=== Records for the task ===

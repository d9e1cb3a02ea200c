//! Keyword-based intent classification.

use parlor_types::{CallSession, Field, Intent};

const BOOKING_WORDS: [&str; 4] = ["book", "appointment", "schedule", "reserve"];
const INFO_WORDS: [&str; 5] = ["price", "cost", "service", "hours", "open"];
const CANCEL_WORDS: [&str; 4] = ["cancel", "reschedule", "change", "move"];
const MESSAGE_WORDS: [&str; 2] = ["message", "voicemail"];

/// Classifies an utterance.
///
/// Once a booking has started and is still incomplete, every utterance is
/// a continuation of the booking flow regardless of keywords: short
/// replies like "Thursday" must not be re-classified from scratch.
/// Otherwise vocabularies match in priority order, first hit wins.
pub fn detect_intent(utterance: &str, session: &CallSession, required: &[Field]) -> Intent {
    if session.last_intent == Some(Intent::Booking) && !session.appointment.is_complete(required) {
        return Intent::Booking;
    }

    let normalized = utterance.to_lowercase();
    if contains_any(&normalized, &BOOKING_WORDS) {
        Intent::Booking
    } else if contains_any(&normalized, &INFO_WORDS) {
        Intent::Info
    } else if contains_any(&normalized, &CANCEL_WORDS) {
        Intent::Cancel
    } else if contains_any(&normalized, &MESSAGE_WORDS) {
        Intent::Message
    } else {
        Intent::Fallback
    }
}

fn contains_any(text: &str, keywords: &[&str]) -> bool {
    keywords.iter().any(|k| text.contains(k))
}

#[cfg(test)]
mod tests {
    use super::*;
    use crate::keyword::KEYWORD_REQUIRED_FIELDS;

    #[test]
    fn keywords_route_in_priority_order() {
        let session = CallSession::new("CA1");
        let detect = |text: &str| detect_intent(text, &session, KEYWORD_REQUIRED_FIELDS);

        assert_eq!(detect("I'd like to book a haircut"), Intent::Booking);
        assert_eq!(detect("what are your prices?"), Intent::Info);
        assert_eq!(detect("I need to cancel"), Intent::Cancel);
        assert_eq!(detect("can I leave a message"), Intent::Message);
        assert_eq!(detect("ummm"), Intent::Fallback);
    }

    #[test]
    fn booking_intent_is_sticky_while_incomplete() {
        let mut session = CallSession::new("CA1");
        session.last_intent = Some(Intent::Booking);
        session.appointment.service = Some("haircut".to_string());

        // Even a cancel keyword stays in the booking flow.
        assert_eq!(
            detect_intent("actually cancel that", &session, KEYWORD_REQUIRED_FIELDS),
            Intent::Booking
        );
    }

    #[test]
    fn completed_booking_releases_the_sticky_intent() {
        let mut session = CallSession::new("CA1");
        session.last_intent = Some(Intent::Booking);
        session.appointment.service = Some("haircut".to_string());
        session.appointment.time_text = Some("Wednesday at 3".to_string());
        session.appointment.name = Some("Ann".to_string());

        assert_eq!(
            detect_intent("cancel it", &session, KEYWORD_REQUIRED_FIELDS),
            Intent::Cancel
        );
    }
}
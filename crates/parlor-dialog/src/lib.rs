//! Slot-filling conversation policies.
//!
//! Two interchangeable strategies implement the same turn contract
//! (utterance in, `{reply, end_call}` out): a rule-based keyword router
//! and an LLM-assisted structured extractor. A deployment picks one via
//! configuration; they are never hybridized.

pub mod assistant;
pub mod error;
pub mod intent;
pub mod keyword;
pub mod policy;

pub use assistant::{AssistantClient, AssistantConfig, AssistantPolicy, ASSISTANT_REQUIRED_FIELDS};
pub use error::DialogError;
pub use intent::detect_intent;
pub use keyword::{KeywordPolicy, KEYWORD_REQUIRED_FIELDS};
pub use policy::ConversationPolicy;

===

Description of the task: Return all lines in the data that include the word "based".

Written answer:
//! Keyword-based intent classification.
//! (utterance in, `{reply, end_call}` out): a rule-based keyword router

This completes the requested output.